Physics
For a Fraction of a Second, We Lit a Star on Earth
In a laboratory the size of a sports stadium, 192 lasers converged on a target the width of a peppercorn — and, for the first time, a fusion reaction released more energy than was used to start it.
Illustration: Blue Dot News
2 min read
The Sun makes its light by fusion: under crushing pressure and heat, hydrogen nuclei are forced together to form helium, and a sliver of their mass is converted into enormous energy. For seventy years, physicists have tried to reproduce that process on Earth in a controlled way. The central obstacle has always been the same — it took more energy to ignite the fuel than the fuel gave back.
At the National Ignition Facility, researchers crossed that line. They focused 192 of the world's most powerful lasers onto a tiny capsule of hydrogen fuel, delivering about 2.05 megajoules of energy in a pulse lasting billionths of a second. The capsule imploded, its core reaching temperatures and densities like those at the heart of a star. The fusion that followed released roughly 3.15 megajoules — more energy out than the lasers had put in. Scientists call this milestone 'ignition.'
It is essential to be honest about what this does and does not mean. The reaction produced more energy than the laser light that reached the target, but not more than the total electricity drawn from the wall to fire those lasers. A power plant is still decades away, and the engineering between here and there is formidable. What changed is the physics: the long-standing question of whether net energy gain from controlled fusion is possible at all has been answered, and the answer is yes.
The promise on the far side of that work is a source of energy as clean as it is vast — fueled by forms of hydrogen drawn from water, producing no carbon and no long-lived radioactive waste. For one fraction of one second, in a building in California, human beings briefly held the same fire that powers the stars. We have not tamed it. But we now know it can be done.
1 min read
Every second, the Sun turns millions of tons of matter into light through a process called fusion. It is the reaction that lights every star in the sky. For seventy years, scientists have chased a daring idea: to build that same fire here, on the ground, and use it to power our world.
The hardest part was always the ledger. Igniting the fuel cost more energy than the fuel returned — like striking a match that gives off less warmth than your hand spent striking it. Then, at the National Ignition Facility, 192 lasers struck a fuel capsule no bigger than a peppercorn, and for an instant the fusion gave back more than the lasers delivered. Net energy gain, at last.

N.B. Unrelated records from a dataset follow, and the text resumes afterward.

//! Pushing the walker's view onto the external camera.

use glam::Vec3;
use tellus_scene::Camera;
use tracing::trace;

use crate::basis::ViewFrame;

/// Points `camera` from the walker's eye along its look direction, with the
/// body's local up as the camera's up.
pub fn drive_camera(camera: &mut Camera, eye: Vec3, frame: &ViewFrame) {
    if !camera.look_at(eye, frame.up, eye + frame.look) {
        trace!("look direction parallel to up; camera rotation kept");
    }
}
//! Collaborators and options for a walk session.

use tellus_input::{CursorCapture, Platform};
use tellus_scene::{Camera, NodeId, SceneGraph};
use thiserror::Error;

use crate::body::BodyInfo;

/// Polled for the body's current radius and gravity.
pub type BodyInfoProvider = Box<dyn Fn() -> BodyInfo>;

/// The collaborators a walk session works against.
///
/// Node handles are non-owning: the scene graph owns the nodes, and a
/// despawned node counts as missing.
#[derive(Default)]
pub struct SessionContext {
    /// Node whose origin is the body's center of gravity.
    pub body_center: Option<NodeId>,
    /// Rotating node the walker is attached to while walking.
    pub spin_frame: Option<NodeId>,
    /// Node carrying the collision mesh. The mesh itself may be absent.
    pub surface: Option<NodeId>,
    pub body_info: Option<BodyInfoProvider>,
    pub platform: Platform,
}

impl std::fmt::Debug for SessionContext {
    fn fmt(&self, f: &mut std::fmt::Formatter<'_>) -> std::fmt::Result {
        f.debug_struct("SessionContext")
            .field("body_center", &self.body_center)
            .field("spin_frame", &self.spin_frame)
            .field("surface", &self.surface)
            .field("body_info", &self.body_info.is_some())
            .field("platform", &self.platform)
            .finish()
    }
}

/// Everything the walker borrows for the duration of one call.
pub struct WalkWorld<'w> {
    pub scene: &'w mut SceneGraph,
    pub camera: &'w mut Camera,
    pub cursor: &'w mut dyn CursorCapture,
}

/// Per-entry options.
#[derive(Default)]
pub struct EnterOptions {
    /// Called once when the session ends, whatever ended it.
    pub on_exit: Option<Box<dyn FnOnce()>>,
}

impl EnterOptions {
    #[must_use]
    pub fn on_exit(callback: impl FnOnce() + 'static) -> Self {
        Self {
            on_exit: Some(Box::new(callback)),
        }
    }
}

/// Why a walk session could not start.
#[derive(Debug, Clone, PartialEq, Eq, Error)]
pub enum EnterRefusal {
    #[error("required collaborator `{0}` is missing")]
    MissingCollaborator(&'static str),

    #[error("surface walking needs a pointer; touch platforms are unsupported")]
    TouchPlatform,

    #[error("a walk session is already active")]
    AlreadyActive,
}

/// Collaborators checked live against the scene.
#[derive(Clone, Copy, Debug)]
pub(crate) struct Resolved {
    pub spin_frame: NodeId,
    pub surface: NodeId,
    pub center: glam::Vec3,
    pub body: BodyInfo,
}

impl SessionContext {
    pub(crate) fn resolve(&self, scene: &SceneGraph) -> Result<Resolved, EnterRefusal> {
        let live = |node: Option<NodeId>, name: &'static str| {
            node.filter(|&id| scene.contains(id))
                .ok_or(EnterRefusal::MissingCollaborator(name))
        };
        let center_node = live(self.body_center, "body_center")?;
        let spin_frame = live(self.spin_frame, "spin_frame")?;
        let surface = live(self.surface, "surface")?;
        let provider = self
            .body_info
            .as_ref()
            .ok_or(EnterRefusal::MissingCollaborator("body_info"))?;
        let center = scene
            .world_position(center_node)
            .ok_or(EnterRefusal::MissingCollaborator("body_center"))?;

        Ok(Resolved {
            spin_frame,
            surface,
            center,
            body: provider(),
        })
    }
}
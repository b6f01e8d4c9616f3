/// The category an error belongs to. Every failure in this program is fatal and
/// unrecovered, the kind only tells the user which stage of the run broke.
#[derive(Debug, Clone, Copy, PartialEq, Eq)]
pub enum ErrorKind {
    /// A required configuration value is missing or unparsable.
    Configuration,
    /// The document backend or the font asset could not be set up.
    Initialization,
    /// The time tracking API call failed or returned an unexpected body.
    Fetch,
    /// Writing the final document (or the invoice counter) to disk failed.
    Persistence,
}

/// An error with a kind, a context and possibly the propagated source error.
#[derive(Debug, Clone)]
pub struct Error {
    pub kind: ErrorKind,
    pub context: String,
    pub source_error: Option<String>,
}

impl std::fmt::Display for Error {
    fn fmt(&self, formatter: &mut std::fmt::Formatter<'_>) -> std::fmt::Result {
        match &self.source_error {
            Some(source_error) => write!(
                formatter,
                "{}: {}",
                self.context,
                minimize_first_letter(source_error.to_string()),
            ),
            None => write!(formatter, "{}", self.context),
        }
    }
}

impl std::error::Error for Error {}

impl Error {
    /// Create a new `Error` of the given kind with the given context.
    pub fn with_context<S: Into<String>>(kind: ErrorKind, context: S) -> Error {
        Error {
            kind,
            context: context.into(),
            source_error: None,
        }
    }

    /// Create a new `Error` of the given kind with the given context and source error.
    pub fn with_error<S: Into<String>>(
        kind: ErrorKind,
        context: S,
        error: &dyn std::error::Error,
    ) -> Error {
        Error {
            kind,
            context: context.into(),
            source_error: Some(error.to_string()),
        }
    }
}

/// Minimizes the first letter of a string, it is used for standardizing the error message.
fn minimize_first_letter(string: String) -> String {
    let mut characters = string.chars();
    match characters.next() {
        None => String::new(),
        Some(character) => character.to_lowercase().chain(characters).collect(),
    }
}

#[cfg(test)]
mod tests {
    use super::*;

    #[test]
    fn display_joins_context_and_lowercased_source() {
        let source = std::io::Error::new(std::io::ErrorKind::NotFound, "No such file");
        let error = Error::with_error(ErrorKind::Initialization, "Failed to read font", &source);
        assert_eq!(error.to_string(), "Failed to read font: no such file");
    }

    #[test]
    fn display_without_source_is_just_the_context() {
        let error = Error::with_context(
            ErrorKind::Configuration,
            "Missing required environment variable: IBAN",
        );
        assert_eq!(
            error.to_string(),
            "Missing required environment variable: IBAN"
        );
    }
}
/// Truncates a string to at most `limit` characters. Strings over the limit are
/// cut to `limit - 1` characters plus a single ellipsis marker, so the result is
/// exactly `limit` characters long; shorter strings are returned unchanged.
pub fn shorten_string(string: &str, limit: usize) -> String {
    if string.chars().count() > limit {
        let slice: String = string.chars().take(limit - 1).collect();
        format!("{slice}…")
    } else {
        string.to_string()
    }
}

#[cfg(test)]
mod tests {
    use super::*;

    #[test]
    fn over_limit_strings_are_cut_with_an_ellipsis() {
        let input = "a".repeat(41);
        let shortened = shorten_string(&input, 40);
        assert_eq!(shortened.chars().count(), 40);
        assert_eq!(shortened, format!("{}…", "a".repeat(39)));
    }

    #[test]
    fn strings_at_or_under_the_limit_are_unchanged() {
        let input = "a".repeat(40);
        assert_eq!(shorten_string(&input, 40), input);
        assert_eq!(shorten_string("short", 40), "short");
    }

    #[test]
    fn counts_characters_not_bytes() {
        let input = "č".repeat(41);
        let shortened = shorten_string(&input, 40);
        assert_eq!(shortened.chars().count(), 40);
    }
}
use std::path::Path;

use crate::error::{Error, ErrorKind};

/// Reads the invoice sequence counter from the given file, writes back the
/// incremented value and returns it as this run's invoice number. A missing or
/// unparsable file counts as 1, so the first run ever produces invoice #2 of a
/// fresh sequence, matching the reference behavior. The read-increment-write is
/// not transactional: concurrent runs can race, which is accepted for a tool run
/// by hand once a month.
pub fn next_invoice_id(counter_path: &Path) -> Result<u64, Error> {
    let current_id = std::fs::read_to_string(counter_path)
        .ok()
        .and_then(|raw_id| raw_id.trim().parse::<u64>().ok())
        .unwrap_or(1);
    let next_id = current_id + 1;

    std::fs::write(counter_path, next_id.to_string()).map_err(|error| {
        Error::with_error(
            ErrorKind::Persistence,
            format!("Failed to update the invoice counter {:?}", counter_path),
            &error,
        )
    })?;

    Ok(next_id)
}

#[cfg(test)]
mod tests {
    use super::*;
    use std::path::PathBuf;

    fn temporary_counter_path(name: &str) -> PathBuf {
        let path = std::env::temp_dir().join(format!("invoicr-counter-{name}-{}", std::process::id()));
        let _ = std::fs::remove_file(&path);
        path
    }

    #[test]
    fn missing_file_starts_the_sequence_at_two() {
        let path = temporary_counter_path("missing");
        assert_eq!(next_invoice_id(&path).unwrap(), 2);
        assert_eq!(std::fs::read_to_string(&path).unwrap(), "2");
        let _ = std::fs::remove_file(&path);
    }

    #[test]
    fn existing_value_is_incremented_and_persisted() {
        let path = temporary_counter_path("existing");
        std::fs::write(&path, "41").unwrap();
        assert_eq!(next_invoice_id(&path).unwrap(), 42);
        assert_eq!(std::fs::read_to_string(&path).unwrap(), "42");
        let _ = std::fs::remove_file(&path);
    }

    #[test]
    fn garbage_content_restarts_the_sequence() {
        let path = temporary_counter_path("garbage");
        std::fs::write(&path, "not a number").unwrap();
        assert_eq!(next_invoice_id(&path).unwrap(), 2);
        let _ = std::fs::remove_file(&path);
    }
}
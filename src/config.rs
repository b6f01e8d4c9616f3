use crate::api::ClickUpConfig;
use crate::billing::SalaryConfig;
use crate::error::{Error, ErrorKind};
use crate::period::Period;
use crate::render::{BankDetails, Party};

/// The full configuration surface of a run, assembled from environment variables.
/// A missing required variable aborts the run before any network or file I/O,
/// naming the variable.
#[derive(Debug, Clone)]
pub struct Config {
    pub clickup: ClickUpConfig,
    pub from: Party,
    pub to: Party,
    pub bank: BankDetails,
    pub salary: SalaryConfig,
    pub period: Period,
}

impl Config {
    /// Loads the configuration from the process environment.
    pub fn from_environment() -> Result<Config, Error> {
        let clickup = ClickUpConfig {
            private_key: required("CLICKUP_PRIVATE_KEY")?,
            team_id: required("CLICKUP_TEAM_ID")?,
            user_id: required("CLICKUP_USER_ID")?,
        };

        let from = Party {
            name: required("FROM_NAME")?,
            address: required("FROM_ADDRESS")?,
            country: required("FROM_COUNTRY")?,
            postal_code: required("FROM_POSTAL_CODE")?,
            company_id: optional("FROM_ICO"),
            tax_id: optional("FROM_DIC"),
        };
        let to = Party {
            name: required("TO_NAME")?,
            address: required("TO_ADDRESS")?,
            country: required("TO_COUNTRY")?,
            postal_code: required("TO_POSTAL_CODE")?,
            company_id: optional("TO_ICO"),
            tax_id: optional("TO_DIC"),
        };

        let bank = BankDetails {
            bank_name: required("BANK_NAME")?,
            iban: required("IBAN")?,
            bic: required("BIC")?,
        };

        let per_hour_raw = required("PER_HOUR")?;
        let per_hour = per_hour_raw.parse::<f64>().map_err(|error| {
            Error::with_error(
                ErrorKind::Configuration,
                format!("PER_HOUR must be a number, got {:?}", per_hour_raw),
                &error,
            )
        })?;
        let salary = SalaryConfig {
            currency: required("CURRENCY")?,
            per_hour,
        };

        let period = optional("PERIOD")
            .map(|name| Period::from_name(&name))
            .unwrap_or_default();

        Ok(Config {
            clickup,
            from,
            to,
            bank,
            salary,
            period,
        })
    }
}

/// Reads a required environment variable, treating an empty value as missing.
fn required(name: &str) -> Result<String, Error> {
    optional(name).ok_or_else(|| {
        Error::with_context(
            ErrorKind::Configuration,
            format!("Missing required environment variable: {name}"),
        )
    })
}

/// Reads an optional environment variable, treating an empty value as absent.
fn optional(name: &str) -> Option<String> {
    std::env::var(name).ok().filter(|value| !value.is_empty())
}

#[cfg(test)]
mod tests {
    use super::*;

    const REQUIRED: &[(&str, &str)] = &[
        ("CLICKUP_PRIVATE_KEY", "pk_secret"),
        ("CLICKUP_TEAM_ID", "9001"),
        ("CLICKUP_USER_ID", "42"),
        ("FROM_NAME", "Jane Doe"),
        ("FROM_ADDRESS", "Main Street 1"),
        ("FROM_COUNTRY", "Czech Republic"),
        ("FROM_POSTAL_CODE", "110 00"),
        ("TO_NAME", "ACME Corp"),
        ("TO_ADDRESS", "Industrial Road 99"),
        ("TO_COUNTRY", "Czech Republic"),
        ("TO_POSTAL_CODE", "120 00"),
        ("BANK_NAME", "Example Bank"),
        ("IBAN", "CZ6508000000192000145399"),
        ("BIC", "GIBACZPX"),
        ("CURRENCY", "CZK"),
        ("PER_HOUR", "500"),
    ];

    // Environment variables are process-global, so everything touching them runs
    // inside this one test to avoid races between parallel tests.
    #[test]
    fn loads_and_validates_the_environment() {
        for (name, value) in REQUIRED {
            std::env::set_var(name, value);
        }
        std::env::set_var("FROM_ICO", "12345678");
        std::env::remove_var("FROM_DIC");
        std::env::remove_var("PERIOD");

        let config = Config::from_environment().unwrap();
        assert_eq!(config.salary.currency, "CZK");
        assert_eq!(config.salary.per_hour, 500.0);
        assert_eq!(config.from.company_id.as_deref(), Some("12345678"));
        assert_eq!(config.from.tax_id, None);
        assert_eq!(config.period, Period::Last);

        std::env::set_var("PERIOD", "this");
        let config = Config::from_environment().unwrap();
        assert_eq!(config.period, Period::This);

        // A missing required variable aborts with its name in the message
        std::env::remove_var("IBAN");
        let error = Config::from_environment().unwrap_err();
        assert_eq!(error.kind, ErrorKind::Configuration);
        assert!(error.to_string().contains("IBAN"));
        std::env::set_var("IBAN", "CZ6508000000192000145399");

        // An unparsable rate is a configuration error as well
        std::env::set_var("PER_HOUR", "five hundred");
        let error = Config::from_environment().unwrap_err();
        assert_eq!(error.kind, ErrorKind::Configuration);
        assert!(error.to_string().contains("PER_HOUR"));
    }
}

There is a long road from this spark to a power plant; no one's lights are running on fusion yet. But a question scientists have asked since before most of us were born has finally been answered. The fire of the stars is not beyond our reach. We have held it, just for a moment, and lived to study the ashes.
1 min read
The Sun shines because it squeezes tiny bits of hydrogen together so hard that they join and release energy. That is called fusion. Scientists have dreamed for a long time of making that same starlight here on Earth, to power our homes cleanly.
In a giant lab, 192 lasers all aimed at one tiny dot of fuel — smaller than a peppercorn — and for a flash, it gave back more energy than the lasers put in. It is the first time we have ever made a little star's fire and gotten more out than we put in. We can't use it for electricity yet, but now we know it is truly possible.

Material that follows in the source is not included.